Available data -
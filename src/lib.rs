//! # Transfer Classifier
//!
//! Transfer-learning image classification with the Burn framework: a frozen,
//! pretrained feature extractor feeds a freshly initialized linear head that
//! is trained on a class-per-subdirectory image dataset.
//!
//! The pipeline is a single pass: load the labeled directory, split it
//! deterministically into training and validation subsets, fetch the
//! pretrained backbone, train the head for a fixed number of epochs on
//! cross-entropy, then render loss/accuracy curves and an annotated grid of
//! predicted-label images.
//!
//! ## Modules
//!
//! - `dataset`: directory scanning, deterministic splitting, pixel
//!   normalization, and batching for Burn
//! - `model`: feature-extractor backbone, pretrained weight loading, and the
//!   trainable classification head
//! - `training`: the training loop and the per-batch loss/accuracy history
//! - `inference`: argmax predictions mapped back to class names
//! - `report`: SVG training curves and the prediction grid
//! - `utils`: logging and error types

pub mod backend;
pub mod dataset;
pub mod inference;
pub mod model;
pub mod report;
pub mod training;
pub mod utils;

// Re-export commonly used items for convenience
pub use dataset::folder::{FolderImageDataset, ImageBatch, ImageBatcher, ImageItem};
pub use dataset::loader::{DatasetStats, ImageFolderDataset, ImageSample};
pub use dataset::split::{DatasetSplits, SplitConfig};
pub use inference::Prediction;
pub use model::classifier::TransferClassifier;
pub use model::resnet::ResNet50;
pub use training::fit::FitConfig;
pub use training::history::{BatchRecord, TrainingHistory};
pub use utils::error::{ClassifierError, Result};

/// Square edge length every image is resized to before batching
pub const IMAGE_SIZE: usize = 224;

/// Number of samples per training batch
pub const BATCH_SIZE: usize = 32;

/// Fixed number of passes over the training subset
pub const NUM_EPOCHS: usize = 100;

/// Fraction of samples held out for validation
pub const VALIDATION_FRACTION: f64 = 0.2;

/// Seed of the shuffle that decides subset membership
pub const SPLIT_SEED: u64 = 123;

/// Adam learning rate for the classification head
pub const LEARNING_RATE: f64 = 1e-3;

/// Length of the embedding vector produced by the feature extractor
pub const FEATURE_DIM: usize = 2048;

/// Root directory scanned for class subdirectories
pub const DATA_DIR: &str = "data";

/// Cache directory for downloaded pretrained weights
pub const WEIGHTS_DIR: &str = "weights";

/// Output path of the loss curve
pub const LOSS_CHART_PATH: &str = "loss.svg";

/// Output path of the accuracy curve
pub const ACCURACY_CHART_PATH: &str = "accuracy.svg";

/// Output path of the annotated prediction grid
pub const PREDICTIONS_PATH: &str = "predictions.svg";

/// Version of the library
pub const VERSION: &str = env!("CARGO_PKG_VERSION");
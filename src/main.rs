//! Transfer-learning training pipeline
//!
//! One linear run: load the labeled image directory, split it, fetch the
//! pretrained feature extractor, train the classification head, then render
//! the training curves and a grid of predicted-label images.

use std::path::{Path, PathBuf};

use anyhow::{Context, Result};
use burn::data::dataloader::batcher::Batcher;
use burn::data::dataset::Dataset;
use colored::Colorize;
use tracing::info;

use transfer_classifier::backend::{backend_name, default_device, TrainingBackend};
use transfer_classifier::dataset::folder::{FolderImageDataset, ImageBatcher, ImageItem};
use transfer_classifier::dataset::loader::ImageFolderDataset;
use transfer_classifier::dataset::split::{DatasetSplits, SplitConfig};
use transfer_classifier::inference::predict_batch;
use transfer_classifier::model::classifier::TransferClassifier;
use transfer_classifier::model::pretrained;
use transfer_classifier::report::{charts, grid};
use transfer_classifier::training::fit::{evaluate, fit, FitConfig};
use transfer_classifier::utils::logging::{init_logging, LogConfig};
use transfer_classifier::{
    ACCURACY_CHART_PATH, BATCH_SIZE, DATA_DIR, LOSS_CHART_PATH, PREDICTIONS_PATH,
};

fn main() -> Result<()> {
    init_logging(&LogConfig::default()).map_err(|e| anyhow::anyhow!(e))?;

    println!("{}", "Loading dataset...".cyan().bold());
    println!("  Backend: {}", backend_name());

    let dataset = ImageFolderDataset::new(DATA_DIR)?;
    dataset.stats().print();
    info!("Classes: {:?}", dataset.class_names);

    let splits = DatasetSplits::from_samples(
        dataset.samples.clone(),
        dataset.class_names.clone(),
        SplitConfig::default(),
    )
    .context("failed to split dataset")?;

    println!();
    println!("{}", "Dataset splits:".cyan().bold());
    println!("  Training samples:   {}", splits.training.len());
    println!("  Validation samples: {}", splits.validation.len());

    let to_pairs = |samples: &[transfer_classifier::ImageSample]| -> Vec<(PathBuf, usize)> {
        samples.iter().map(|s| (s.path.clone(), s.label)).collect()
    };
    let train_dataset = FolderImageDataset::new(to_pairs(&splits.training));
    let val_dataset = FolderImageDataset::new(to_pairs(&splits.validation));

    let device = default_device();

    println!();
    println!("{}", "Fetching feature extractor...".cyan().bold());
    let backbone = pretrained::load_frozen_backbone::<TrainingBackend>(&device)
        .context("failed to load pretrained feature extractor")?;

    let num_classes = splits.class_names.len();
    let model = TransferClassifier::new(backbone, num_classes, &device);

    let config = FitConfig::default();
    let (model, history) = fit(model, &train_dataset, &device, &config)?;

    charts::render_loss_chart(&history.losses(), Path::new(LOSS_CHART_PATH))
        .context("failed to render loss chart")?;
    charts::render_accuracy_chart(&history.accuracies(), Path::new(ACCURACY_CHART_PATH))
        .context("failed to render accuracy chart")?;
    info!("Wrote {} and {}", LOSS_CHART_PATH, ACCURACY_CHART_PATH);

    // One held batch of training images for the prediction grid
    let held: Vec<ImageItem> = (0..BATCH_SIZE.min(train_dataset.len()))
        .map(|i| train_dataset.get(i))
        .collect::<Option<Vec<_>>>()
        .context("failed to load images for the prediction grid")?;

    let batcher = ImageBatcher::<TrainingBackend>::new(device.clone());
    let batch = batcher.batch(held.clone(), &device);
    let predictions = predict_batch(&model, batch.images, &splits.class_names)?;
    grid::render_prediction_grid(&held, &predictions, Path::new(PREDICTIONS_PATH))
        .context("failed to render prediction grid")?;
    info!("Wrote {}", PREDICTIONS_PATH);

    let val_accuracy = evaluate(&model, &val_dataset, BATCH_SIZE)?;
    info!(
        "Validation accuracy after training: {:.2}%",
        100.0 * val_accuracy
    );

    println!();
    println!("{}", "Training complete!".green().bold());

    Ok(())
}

Problem statement - The answer must be every record above, repeated exactly as written.

Output of the task -
filename src/lib.rs
//! # Transfer Classifier
//!
//! Transfer-learning image classification with the Burn framework: a frozen,
//! pretrained feature extractor feeds a freshly initialized linear head that
//! is trained on a class-per-subdirectory image dataset.
//!
//! The pipeline is a single pass: load the labeled directory, split it
//! deterministically into training and validation subsets, fetch the
//! pretrained backbone, train the head for a fixed number of epochs on
//! cross-entropy, then render loss/accuracy curves and an annotated grid of
//! predicted-label images.
//!
//! ## Modules
//!
//! - `dataset`: directory scanning, deterministic splitting, pixel
//!   normalization, and batching for Burn
//! - `model`: feature-extractor backbone, pretrained weight loading, and the
//!   trainable classification head
//! - `training`: the training loop and the per-batch loss/accuracy history
//! - `inference`: argmax predictions mapped back to class names
//! - `report`: SVG training curves and the prediction grid
//! - `utils`: logging and error types

pub mod backend;
pub mod dataset;
pub mod inference;
pub mod model;
pub mod report;
pub mod training;
pub mod utils;

// Re-export commonly used items for convenience
pub use dataset::folder::{FolderImageDataset, ImageBatch, ImageBatcher, ImageItem};
pub use dataset::loader::{DatasetStats, ImageFolderDataset, ImageSample};
pub use dataset::split::{DatasetSplits, SplitConfig};
pub use inference::Prediction;
pub use model::classifier::TransferClassifier;
pub use model::resnet::ResNet50;
pub use training::fit::FitConfig;
pub use training::history::{BatchRecord, TrainingHistory};
pub use utils::error::{ClassifierError, Result};

/// Square edge length every image is resized to before batching
pub const IMAGE_SIZE: usize = 224;

/// Number of samples per training batch
pub const BATCH_SIZE: usize = 32;

/// Fixed number of passes over the training subset
pub const NUM_EPOCHS: usize = 100;

/// Fraction of samples held out for validation
pub const VALIDATION_FRACTION: f64 = 0.2;

/// Seed of the shuffle that decides subset membership
pub const SPLIT_SEED: u64 = 123;

/// Adam learning rate for the classification head
pub const LEARNING_RATE: f64 = 1e-3;

/// Length of the embedding vector produced by the feature extractor
pub const FEATURE_DIM: usize = 2048;

/// Root directory scanned for class subdirectories
pub const DATA_DIR: &str = "data";

/// Cache directory for downloaded pretrained weights
pub const WEIGHTS_DIR: &str = "weights";

/// Output path of the loss curve
pub const LOSS_CHART_PATH: &str = "loss.svg";

/// Output path of the accuracy curve
pub const ACCURACY_CHART_PATH: &str = "accuracy.svg";

/// Output path of the annotated prediction grid
pub const PREDICTIONS_PATH: &str = "predictions.svg";

/// Version of the library
pub const VERSION: &str = env!("CARGO_PKG_VERSION");
filename src/main.rs
//! Transfer-learning training pipeline
//!
//! One linear run: load the labeled image directory, split it, fetch the
//! pretrained feature extractor, train the classification head, then render
//! the training curves and a grid of predicted-label images.

use std::path::{Path, PathBuf};

use anyhow::{Context, Result};
use burn::data::dataloader::batcher::Batcher;
use burn::data::dataset::Dataset;
use colored::Colorize;
use tracing::info;

use transfer_classifier::backend::{backend_name, default_device, TrainingBackend};
use transfer_classifier::dataset::folder::{FolderImageDataset, ImageBatcher, ImageItem};
use transfer_classifier::dataset::loader::ImageFolderDataset;
use transfer_classifier::dataset::split::{DatasetSplits, SplitConfig};
use transfer_classifier::inference::predict_batch;
use transfer_classifier::model::classifier::TransferClassifier;
use transfer_classifier::model::pretrained;
use transfer_classifier::report::{charts, grid};
use transfer_classifier::training::fit::{evaluate, fit, FitConfig};
use transfer_classifier::utils::logging::{init_logging, LogConfig};
use transfer_classifier::{
    ACCURACY_CHART_PATH, BATCH_SIZE, DATA_DIR, LOSS_CHART_PATH, PREDICTIONS_PATH,
};

fn main() -> Result<()> {
    init_logging(&LogConfig::default()).map_err(|e| anyhow::anyhow!(e))?;

    println!("{}", "Loading dataset...".cyan().bold());
    println!("  Backend: {}", backend_name());

    let dataset = ImageFolderDataset::new(DATA_DIR)?;
    dataset.stats().print();
    info!("Classes: {:?}", dataset.class_names);

    let splits = DatasetSplits::from_samples(
        dataset.samples.clone(),
        dataset.class_names.clone(),
        SplitConfig::default(),
    )
    .context("failed to split dataset")?;

    println!();
    println!("{}", "Dataset splits:".cyan().bold());
    println!("  Training samples:   {}", splits.training.len());
    println!("  Validation samples: {}", splits.validation.len());

    let to_pairs = |samples: &[transfer_classifier::ImageSample]| -> Vec<(PathBuf, usize)> {
        samples.iter().map(|s| (s.path.clone(), s.label)).collect()
    };
    let train_dataset = FolderImageDataset::new(to_pairs(&splits.training));
    let val_dataset = FolderImageDataset::new(to_pairs(&splits.validation));

    let device = default_device();

    println!();
    println!("{}", "Fetching feature extractor...".cyan().bold());
    let backbone = pretrained::load_frozen_backbone::<TrainingBackend>(&device)
        .context("failed to load pretrained feature extractor")?;

    let num_classes = splits.class_names.len();
    let model = TransferClassifier::new(backbone, num_classes, &device);

    let config = FitConfig::default();
    let (model, history) = fit(model, &train_dataset, &device, &config)?;

    charts::render_loss_chart(&history.losses(), Path::new(LOSS_CHART_PATH))
        .context("failed to render loss chart")?;
    charts::render_accuracy_chart(&history.accuracies(), Path::new(ACCURACY_CHART_PATH))
        .context("failed to render accuracy chart")?;
    info!("Wrote {} and {}", LOSS_CHART_PATH, ACCURACY_CHART_PATH);

    // One held batch of training images for the prediction grid
    let held: Vec<ImageItem> = (0..BATCH_SIZE.min(train_dataset.len()))
        .map(|i| train_dataset.get(i))
        .collect::<Option<Vec<_>>>()
        .context("failed to load images for the prediction grid")?;

    let batcher = ImageBatcher::<TrainingBackend>::new(device.clone());
    let batch = batcher.batch(held.clone(), &device);
    let predictions = predict_batch(&model, batch.images, &splits.class_names)?;
    grid::render_prediction_grid(&held, &predictions, Path::new(PREDICTIONS_PATH))
        .context("failed to render prediction grid")?;
    info!("Wrote {}", PREDICTIONS_PATH);

    let val_accuracy = evaluate(&model, &val_dataset, BATCH_SIZE)?;
    info!(
        "Validation accuracy after training: {:.2}%",
        100.0 * val_accuracy
    );

    println!();
    println!("{}", "Training complete!".green().bold());

    Ok(())
}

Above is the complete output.